Parità dei diritti, le Corti costituzionali dicono no (per ora) - Diritto di critica
Italia, Francia, Germania. Tre paesi e tre punti di partenza diversi, un unico percorso e un unico obiettivo. Partendo dal vuoto legislativo italiano, dai Pacs francesi e dalle convivenze registrare tedesche, diverse coppie hanno fatto ricorso ai tribunali convinte che le rispettive legislazioni non garantiscano la parità dei diritti rispetto alle coppie eterosessuali. Tutti i ricorsi sono poi finiti alle tre corti costituzionali; e due, quella italiana e quella francese, si sono già espresse con sentenze “allineate”.
Così come anche Paesi più progrediti in tema di diritti civili per le persone e per le coppie omosessuali si sono allineati alla strategia italiana di fare pressione sulla politica sentenze alla mano.
Sia la Consulta italiana che quella francese, pur stabilendo che le costituzioni prevedono solo il matrimonio tra un uomo ed una donna, hanno invitato i parlamentari a legiferare in materia (Italia) o comunque non hanno escluso la possibilità che la legislazione preveda la piena equiparazione (Francia).
Punti comuni sono le valutazioni delle due Supreme corti: non consentire alle coppie delle stesso sesso di sposarsi, riconoscendo pari diritti e conseguenti pari doveri rispetto alle coppie eterosessuali, non rappresenta una discriminazione anticostituzionale. Da questo punto di vista Robert Wintemute, professore di Diritto dei diritti umani al King’s College London, ripercorrendo una serie di “no”, a partire da quello della Corte suprema danese (1990), ritiene che l’insuccesso di questi ricorsi sia da imputare all’assenza in Europa, sin dal 1945, di legislazioni o norme espressamente discriminatorie sulla base razziale, nazionale o etnica. Al contrario, nei Paesi dove vige il modello common law, “l’esperienza statunitense di corti che hanno abolito leggi discriminatorie nei confronti di una minoranza razziale ha influenzato le corti del vicino Canada nel Sud Africa post-apartheid”. “Le corti costituzionali e supreme europee invece non sembrano intravedere nella minoranza gay e lesbica similitudini con minoranze religiose o razziali, o non considerano come loro compito quello di proteggere la minoranza gay e lesbica dalle decisioni discriminatorie, a livello legislativo, della maggioranza eterosessuale” scrive Wintemute concludendo che “fortunatamente, sin dal 1999, la Corte europea dei diritti umani nella sua giurisprudenza ha spesso mostrato di voler offrire quella protezione che avrebbero dovuto dare le corti nazionali e i legislatori”.

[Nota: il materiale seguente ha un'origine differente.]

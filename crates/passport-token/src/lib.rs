//! # passport-token
//!
//! RS256 token handling for Passport.
//!
//! This crate provides functionality for:
//! - Signing [`Claims`](passport_core::Claims) into tokens with an expiration
//! - Validating tokens back into claims
//! - Classifying validation failures into a small, stable error taxonomy
//! - Running code against a validated [`CallContext`](passport_core::CallContext)
//!
//! ## Error Taxonomy
//!
//! | Error | Code | Meaning |
//! |-------|------|---------|
//! | **INVALID_TOKEN** | 1 | Malformed, wrong algorithm, or bad subject |
//! | **TOKEN_EXPIRED** | 2 | Past its expiry or before its not-before time |
//! | Verification | - | Anything else, passed through untouched (e.g. bad signature) |
//!
//! Callers branch on the variant, never on the message text.

pub mod claims;
pub mod error;
pub mod inspect;
pub mod keys;
pub mod parser;
pub mod signer;

pub use error::TokenError;
pub use inspect::{TokenInfo, inspect_token_unverified};
pub use parser::{RsaTokenParser, TokenParser};
pub use signer::{Clock, RsaTokenSigner, TokenSigner};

Rispetto al caso italiano e a quello francese, diverso è quello tedesco, dove si discute di adozioni, ma uguale è l’approdo, la Corte costituzionale federale (Bundesverfassungsgericht). In Germania per le coppie gay non è prevista l’adozione congiunta, ma uno dei due partner può adottare il figlio biologico dell’altro; al contrario delle coppie eterosessuali che non hanno restrizioni. L’alta corte regionale di Amburgo, in una sentenza del dicembre scorso, di cui il 28 gennaio sono uscite le motivazioni, ritiene che ci sia “nella legge sulle adozioni ci sia una disparità di trattamento tra matrimoni e unioni civili”, che non è – secondo la corte – né costituzionale né nell’interesse dei bambini.
La parola spetta ora alla Corte costituzionale federale tedesca, ma non è stata ancora fissata nessuna data per l’udienza. Senza aspettare la sentenza, i Verdi tedeschi hanno invitato il governo a eliminare questa discriminazione tra coppie gay e coppie eterosessuali, figli biologici e figli non biologici.
Per il benessere dei figli. Figli di cui in Italia nessuno si preoccupa: oltre ad ignorare una realtà come le coppie tra persone dello stesso sesso, si ignorano i circa centomila bambini figli di coppie gay o nati da precedenti unioni eterosessuali di uno dei due genitori. Attualmente sono riconosciuti come figli di uno solo dei due genitori e nessuno si preoccupa di assicurargli pari diritti rispetto agli altri figli.
Nel frattempo il premier spagnolo Zapatero, intervistato lunedì da RTVE, ha citato la legge sui matrimoni gay come esempio delle cose migliori che ha fatto il suo governo.
E uno dei giudici dell’Audencia nacional (Alta corte nazionale), Fernando Grande-Marlaska, ha difeso con impeto e argomenti giuridici il matrimonio tra persone dello stesso sesso in un’intervista al vicedirettore di El Mundo, Casimiro García-Abadillo, all’interno del programma “En Confianza”. Per Grande-Marlaska il matrimonio gay è una logica evoluzione dell’istituto matrimoniale stesso.